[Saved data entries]

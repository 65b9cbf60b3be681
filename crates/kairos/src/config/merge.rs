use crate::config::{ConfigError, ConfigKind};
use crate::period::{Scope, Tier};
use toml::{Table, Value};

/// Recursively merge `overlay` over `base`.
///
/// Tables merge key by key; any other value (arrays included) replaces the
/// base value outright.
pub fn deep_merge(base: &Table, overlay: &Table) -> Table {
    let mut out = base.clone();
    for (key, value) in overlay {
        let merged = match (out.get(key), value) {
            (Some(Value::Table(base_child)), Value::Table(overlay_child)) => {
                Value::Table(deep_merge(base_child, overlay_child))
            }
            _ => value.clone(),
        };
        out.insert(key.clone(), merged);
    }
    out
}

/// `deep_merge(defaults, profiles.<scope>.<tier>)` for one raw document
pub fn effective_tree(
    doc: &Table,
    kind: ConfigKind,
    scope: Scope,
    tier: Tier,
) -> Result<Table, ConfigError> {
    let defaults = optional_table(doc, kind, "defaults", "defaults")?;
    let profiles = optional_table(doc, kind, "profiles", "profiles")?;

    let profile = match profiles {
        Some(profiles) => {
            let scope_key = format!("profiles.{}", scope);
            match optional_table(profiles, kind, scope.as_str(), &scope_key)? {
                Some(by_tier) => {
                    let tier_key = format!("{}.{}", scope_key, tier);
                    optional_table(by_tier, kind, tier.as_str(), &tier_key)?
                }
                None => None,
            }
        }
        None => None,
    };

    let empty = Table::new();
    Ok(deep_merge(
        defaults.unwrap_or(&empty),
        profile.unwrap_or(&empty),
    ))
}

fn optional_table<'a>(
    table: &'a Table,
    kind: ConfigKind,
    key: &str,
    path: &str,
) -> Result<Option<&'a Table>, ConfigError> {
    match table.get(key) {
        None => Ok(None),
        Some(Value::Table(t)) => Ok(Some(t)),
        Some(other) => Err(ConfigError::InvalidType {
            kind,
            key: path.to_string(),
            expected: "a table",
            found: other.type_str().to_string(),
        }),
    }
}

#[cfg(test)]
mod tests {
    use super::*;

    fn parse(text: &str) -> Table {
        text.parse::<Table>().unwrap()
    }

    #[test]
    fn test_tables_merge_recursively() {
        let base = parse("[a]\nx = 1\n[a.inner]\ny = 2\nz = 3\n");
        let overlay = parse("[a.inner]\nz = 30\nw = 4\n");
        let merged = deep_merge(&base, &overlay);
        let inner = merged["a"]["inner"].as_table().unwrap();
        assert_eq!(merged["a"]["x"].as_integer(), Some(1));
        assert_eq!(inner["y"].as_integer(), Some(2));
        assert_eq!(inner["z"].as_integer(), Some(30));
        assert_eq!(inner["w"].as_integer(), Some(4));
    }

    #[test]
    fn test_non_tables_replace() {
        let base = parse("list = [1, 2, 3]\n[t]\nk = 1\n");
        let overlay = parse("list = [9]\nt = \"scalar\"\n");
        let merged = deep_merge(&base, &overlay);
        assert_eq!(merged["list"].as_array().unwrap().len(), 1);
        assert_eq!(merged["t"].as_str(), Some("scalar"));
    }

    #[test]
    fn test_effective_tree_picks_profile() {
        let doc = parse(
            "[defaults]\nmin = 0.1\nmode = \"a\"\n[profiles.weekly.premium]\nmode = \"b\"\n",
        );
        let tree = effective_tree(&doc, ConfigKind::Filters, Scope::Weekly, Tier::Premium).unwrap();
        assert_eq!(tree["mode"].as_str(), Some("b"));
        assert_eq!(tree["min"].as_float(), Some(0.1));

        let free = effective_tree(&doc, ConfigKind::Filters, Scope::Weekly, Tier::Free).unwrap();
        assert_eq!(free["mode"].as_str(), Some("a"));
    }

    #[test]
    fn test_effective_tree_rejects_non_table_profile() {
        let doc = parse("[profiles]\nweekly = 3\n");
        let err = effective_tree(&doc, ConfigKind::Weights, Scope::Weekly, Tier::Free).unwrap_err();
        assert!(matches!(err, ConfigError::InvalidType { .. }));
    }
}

**Aim of the task**
Which lines hold the word "Result"? Return all of them from the records above.

**Output for this exercise**
) -> Result<Table, ConfigError> {
) -> Result<Option<&'a Table>, ConfigError> {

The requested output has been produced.